Re: SGD: mismatch in percentCorrect vs classify() on training data?

Posted by Stuart Smith <st...@yahoo.com>.
Actually, I looked over my feature names, and I started with about 2K of them, not 500... and the names would need to be sanitized before I released them.. so...


I did add a setPercentCorrect() to the CrossFold class, and reset the member to zero before I did the last training run... it then flipped the other way.
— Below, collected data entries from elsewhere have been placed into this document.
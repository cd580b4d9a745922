use super::{CONSOLE_RX_QUEUE, CONSOLE_TX_QUEUE, USB_STORAGE};
use crate::console::ConsoleFrame;
use crate::status;
use crate::usb::{self, UsbConsole, UsbDeviceStrings};
use embassy_futures::join::join;
use embassy_futures::select::{Either3, select3};
use embassy_stm32 as hal;
use embassy_stm32::Peri;
use embassy_usb::class::cdc_acm::{ControlChanged, Receiver, Sender};
use embassy_usb::driver::EndpointError;

embassy_stm32::bind_interrupts!(struct UsbIrqs {
    USB_UCPD1_2 => embassy_stm32::usb::InterruptHandler<hal::peripherals::USB>;
});

#[embassy_executor::task]
pub async fn run(
    usb: Peri<'static, hal::peripherals::USB>,
    dp: Peri<'static, hal::peripherals::PA12>,
    dm: Peri<'static, hal::peripherals::PA11>,
) -> ! {
    let storage = USB_STORAGE.init(usb::UsbDeviceStorage::new());
    let driver = embassy_stm32::usb::Driver::new(usb, UsbIrqs, dp, dm);

    let UsbConsole { mut device, port } =
        UsbConsole::new(driver, storage, UsbDeviceStrings::default());

    join(
        device.run(),
        run_console_interface(port.sender, port.receiver, port.control),
    )
    .await;
    loop {
        core::future::pending::<()>().await;
    }
}

async fn run_console_interface<D>(
    mut sender: Sender<'static, D>,
    mut receiver: Receiver<'static, D>,
    control: ControlChanged<'static>,
) -> !
where
    D: embassy_usb::driver::Driver<'static>,
{
    let rx_queue = CONSOLE_RX_QUEUE.sender();
    let tx_queue = CONSOLE_TX_QUEUE.receiver();
    let mut ingress = [0u8; usb::MAX_PACKET_SIZE as usize];
    let mut tx_packet = [0u8; usb::MAX_PACKET_SIZE as usize];
    let mut pending_tx: Option<ConsoleFrame> = None;

    loop {
        join(receiver.wait_connection(), sender.wait_connection()).await;
        wait_for_dtr(&control, &mut sender).await;
        pending_tx.take();
        status::set_console_attached(true);

        defmt::info!("usb: console connected");

        loop {
            match select3(
                receiver.read_packet(&mut ingress),
                async {
                    if pending_tx.is_none() {
                        pending_tx = Some(tx_queue.receive().await);
                    }

                    let Some(frame) = pending_tx.as_ref() else {
                        return Ok(0);
                    };
                    let len = frame.len().min(tx_packet.len());
                    tx_packet[..len].copy_from_slice(&frame[..len]);

                    sender.write_packet(&tx_packet[..len]).await?;
                    pending_tx.take();
                    Ok::<usize, EndpointError>(len)
                },
                control.control_changed(),
            )
            .await
            {
                Either3::First(Ok(0)) => {}
                Either3::First(Ok(count)) => {
                    let mut frame = ConsoleFrame::new();
                    if frame.extend_from_slice(&ingress[..count]).is_err() {
                        defmt::warn!("usb: dropping console frame len={} (overflow)", count);
                        continue;
                    }

                    rx_queue.send(frame).await;
                }
                Either3::First(Err(EndpointError::Disabled)) => {
                    defmt::warn!("usb: console interface disabled");
                    break;
                }
                Either3::First(Err(_)) => {
                    defmt::warn!("usb: console read error");
                }
                Either3::Second(Ok(_)) => {}
                Either3::Second(Err(EndpointError::Disabled)) => {
                    defmt::warn!("usb: console write disabled");
                    break;
                }
                Either3::Second(Err(_)) => {
                    defmt::warn!("usb: console write error");
                }
                Either3::Third(()) => {
                    if !sender.dtr() {
                        defmt::warn!("usb: console host dropped DTR");
                        pending_tx.take();
                        break;
                    }
                }
            }
        }

        status::set_console_attached(false);
    }
}

async fn wait_for_dtr<D>(control: &ControlChanged<'static>, sender: &mut Sender<'static, D>)
where
    D: embassy_usb::driver::Driver<'static>,
{
    while !sender.dtr() {
        control.control_changed().await;
    }
}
It said percentCorrect() was about 9%, instead of the 50% I actually got.

I guess..
  - be sure to validate on your own test set, even your own training data might say something useful.
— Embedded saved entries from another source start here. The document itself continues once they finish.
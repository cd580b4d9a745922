//! Trial (exploration) scheduling.
//!
//! Every so often a random table entry is spliced into the retry chain so its
//! statistics stay current. The entry either replaces step 0 (direct) or
//! step 1 (indirect) for one transmission and is reverted afterwards.

use rand_core::RngCore;

use crate::capability::CapabilityProfile;
use crate::chain::{RetryChain, RetryStep};
use crate::descriptor::FormatClass;
use crate::estimator::{self, AggregateLength, Probability};
use crate::sample::SampleTable;
use crate::tuning::{
    AGGREGATE_TRIAL_BASE, INDIRECT_RETRY_LIMIT, INITIAL_TRIAL_WAIT, LEGACY_SKIP_LIMIT,
    LEGACY_TRIAL_PERIOD, OBSERVED_SKIP_LIMIT, SLOW_SAMPLE_ALLOWANCE, SLOW_SAMPLE_CAP,
};

/// Trial life cycle.
#[derive(Copy, Clone, Debug, Default, Eq, PartialEq)]
pub enum TrialStatus {
    /// Counting completions down to the next trial.
    #[default]
    Idle,
    /// Countdown exhausted; a trial is attempted at the next evaluation.
    Check,
    /// The chain carries a trial entry waiting to be published.
    UpdateChain,
    /// The trial went out; the chain must be restored.
    Revert,
}

impl TrialStatus {
    const IDLE_CODE: u8 = 0;
    const CHECK_CODE: u8 = 1;
    const UPDATE_CHAIN_CODE: u8 = 2;
    const REVERT_CODE: u8 = 3;

    #[must_use]
    pub const fn to_raw(self) -> u8 {
        match self {
            Self::Idle => Self::IDLE_CODE,
            Self::Check => Self::CHECK_CODE,
            Self::UpdateChain => Self::UPDATE_CHAIN_CODE,
            Self::Revert => Self::REVERT_CODE,
        }
    }

    #[must_use]
    pub const fn label(self) -> &'static str {
        match self {
            Self::Idle => "idle",
            Self::Check => "check",
            Self::UpdateChain => "update",
            Self::Revert => "revert",
        }
    }
}

/// Inputs a trial decision reads besides the chain itself.
#[derive(Copy, Clone, Debug)]
pub struct TrialContext<'a> {
    pub table: &'a SampleTable,
    pub profile: &'a CapabilityProfile,
    pub aggregate: &'a AggregateLength,
    /// The next frame may be part of an aggregate.
    pub aggregated: bool,
}

/// Per-station trial bookkeeping.
#[derive(Copy, Clone, Debug, Eq, PartialEq)]
pub struct TrialState {
    status: TrialStatus,
    countdown: u16,
    saved: Option<RetryStep>,
    direct: bool,
    slow_samples: u8,
}

impl Default for TrialState {
    fn default() -> Self {
        Self::new()
    }
}

impl TrialState {
    #[must_use]
    pub const fn new() -> Self {
        Self {
            status: TrialStatus::Idle,
            countdown: INITIAL_TRIAL_WAIT,
            saved: None,
            direct: false,
            slow_samples: 0,
        }
    }

    #[must_use]
    pub const fn status(&self) -> TrialStatus {
        self.status
    }

    #[must_use]
    pub const fn countdown(&self) -> u16 {
        self.countdown
    }

    /// Step 1 as it was before the trial, if one is in flight.
    #[must_use]
    pub const fn saved_step(&self) -> Option<RetryStep> {
        self.saved
    }

    /// The trial occupies step 0 rather than step 1.
    #[must_use]
    pub const fn is_direct(&self) -> bool {
        self.direct
    }

    #[must_use]
    pub const fn slow_samples(&self) -> u8 {
        self.slow_samples
    }

    /// Forgets the slow-candidate allowance at the start of a period.
    pub fn reset_slow_samples(&mut self) {
        self.slow_samples = 0;
    }

    /// Drops back to waiting without touching the countdown.
    pub fn wait(&mut self) {
        self.status = TrialStatus::Idle;
    }

    /// Advances the state machine by one transmit completion.
    ///
    /// `policy_pending` is `true` while the chain carrying the trial has not
    /// been picked up by the transmit path yet.
    pub fn on_completion(&mut self, policy_pending: bool) {
        match self.status {
            TrialStatus::Idle => {
                if self.countdown > 0 {
                    self.countdown -= 1;
                } else {
                    self.status = TrialStatus::Check;
                }
            }
            TrialStatus::UpdateChain if !policy_pending => self.status = TrialStatus::Revert,
            _ => {}
        }
    }

    fn rearm(&mut self, context: &TrialContext<'_>, chain: &RetryChain) {
        self.countdown = if context.profile.format() == FormatClass::Legacy {
            let best = context
                .table
                .get(chain.step(0).index)
                .map_or(Probability::ZERO, |sample| sample.probability);
            if best < Probability::TEN_PERCENT || best > Probability::NINETY_FIVE_PERCENT {
                LEGACY_TRIAL_PERIOD / 2
            } else {
                LEGACY_TRIAL_PERIOD
            }
        } else {
            let frames = u16::try_from(context.aggregate.whole_frames()).unwrap_or(u16::MAX);
            AGGREGATE_TRIAL_BASE.saturating_add(frames.saturating_mul(2))
        };
    }

    /// Picks a random entry and splices it into `chain`.
    ///
    /// Returns `true` when the chain now carries a trial. On rejection the
    /// state returns to [`TrialStatus::Idle`] with a fresh countdown.
    pub fn try_start<R: RngCore>(
        &mut self,
        context: &TrialContext<'_>,
        chain: &mut RetryChain,
        rng: &mut R,
    ) -> bool {
        self.rearm(context, chain);

        match self.pick(context, chain, rng) {
            Some((trial, direct)) => {
                self.saved = Some(chain.step(1));
                self.direct = direct;
                if direct {
                    chain.set_step(1, chain.step(0));
                    chain.set_step(0, trial);
                } else {
                    chain.set_step(1, trial);
                }
                self.status = TrialStatus::UpdateChain;
                true
            }
            None => {
                self.status = TrialStatus::Idle;
                false
            }
        }
    }

    fn pick<R: RngCore>(
        &mut self,
        context: &TrialContext<'_>,
        chain: &RetryChain,
        rng: &mut R,
    ) -> Option<(RetryStep, bool)> {
        let table = context.table;
        let len = u32::try_from(table.len()).ok().filter(|len| *len > 0)?;
        let index = usize::try_from(rng.next_u32() % len).ok()?;
        if chain.is_active(index) {
            return None;
        }

        let candidate = table.get(index)?;
        if candidate.probability > Probability::NINETY_FIVE_PERCENT {
            return None;
        }
        if context.aggregated && candidate.descriptor.format() == FormatClass::Legacy {
            return None;
        }

        let duration_of = |position: usize| {
            table
                .get(chain.step(position).index)
                .map_or(0, |sample| sample.descriptor.duration_ns())
        };
        let sample_duration = candidate.descriptor.duration_ns();

        if context.profile.format() == FormatClass::Legacy {
            let direct =
                !(sample_duration > duration_of(0) && candidate.skipped < LEGACY_SKIP_LIMIT);
            return Some((RetryStep::new(index, 0), direct));
        }

        // Slower candidates are only sampled once they have been starved
        // long enough, and only a couple of times per period.
        let max_skipped = if candidate.observed {
            OBSERVED_SKIP_LIMIT
        } else {
            u8::try_from(context.aggregate.whole_frames()).unwrap_or(u8::MAX)
        };
        let best_streams = table
            .get(chain.step(0).index)
            .map_or(0, |sample| sample.descriptor.nss());
        let more_streams = best_streams
            .checked_sub(1)
            .is_some_and(|fewer| fewer < candidate.descriptor.nss());
        if sample_duration >= duration_of(1) && (more_streams || sample_duration >= duration_of(2))
        {
            if candidate.skipped < max_skipped {
                return None;
            }
            self.slow_samples = self.slow_samples.saturating_add(1);
            if self.slow_samples > SLOW_SAMPLE_ALLOWANCE {
                self.slow_samples = self.slow_samples.min(SLOW_SAMPLE_CAP);
                return None;
            }
        }

        let throughput =
            estimator::throughput(candidate.descriptor, candidate.probability, context.aggregate);
        let direct = !(candidate.retry_count() < INDIRECT_RETRY_LIMIT
            && candidate.skipped < max_skipped);
        Some((RetryStep::new(index, throughput), direct))
    }

    /// Restores the chain as it was before the trial.
    pub fn revert(&mut self, chain: &mut RetryChain) {
        if let Some(saved) = self.saved.take() {
            if self.direct {
                chain.set_step(0, chain.step(1));
            }
            chain.set_step(1, saved);
        }
        self.direct = false;
        self.status = TrialStatus::Idle;
    }

    /// Forgets any trial in flight without touching the chain.
    pub fn abandon(&mut self) {
        self.saved = None;
        self.direct = false;
        self.status = TrialStatus::Idle;
    }
}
  - it might be nice to add in a resetStats() method or something.

It's working pretty good now!


Thanks for the help!

Take care,
  -stu



________________________________
 From: Stuart Smith <st...@yahoo.com>
To: "user@mahout.apache.org" <us...@mahout.apache.org> 
Sent: Monday, January 23, 2012 7:18 PM
Subject: Re: SGD: mismatch in percentCorrect vs classify() on training data?
 
Gotta run, but will do tmr.

I actually took my feature count down from ~500 to  10, and started getting much better results :)
Even with a 10% hold out set (held out from any training whatsover).

So it's looking better, but that stat is still just odd... (even now)..

Thanks!


Take care,
  -stu



________________________________
From: Ted Dunning <te...@gmail.com>
To: user@mahout.apache.org; Stuart Smith <st...@yahoo.com> 
Cc: Mahout List <ma...@lucene.apache.org> 
Sent: Monday, January 23, 2012 5:52 PM
Subject: Re: SGD: mismatch in percentCorrect vs classify() on training data?

Hmm... I am surprised as well.

As I remember percentCorrect *is* a weighted moving average so I would
expect some discrepancy, but not this much.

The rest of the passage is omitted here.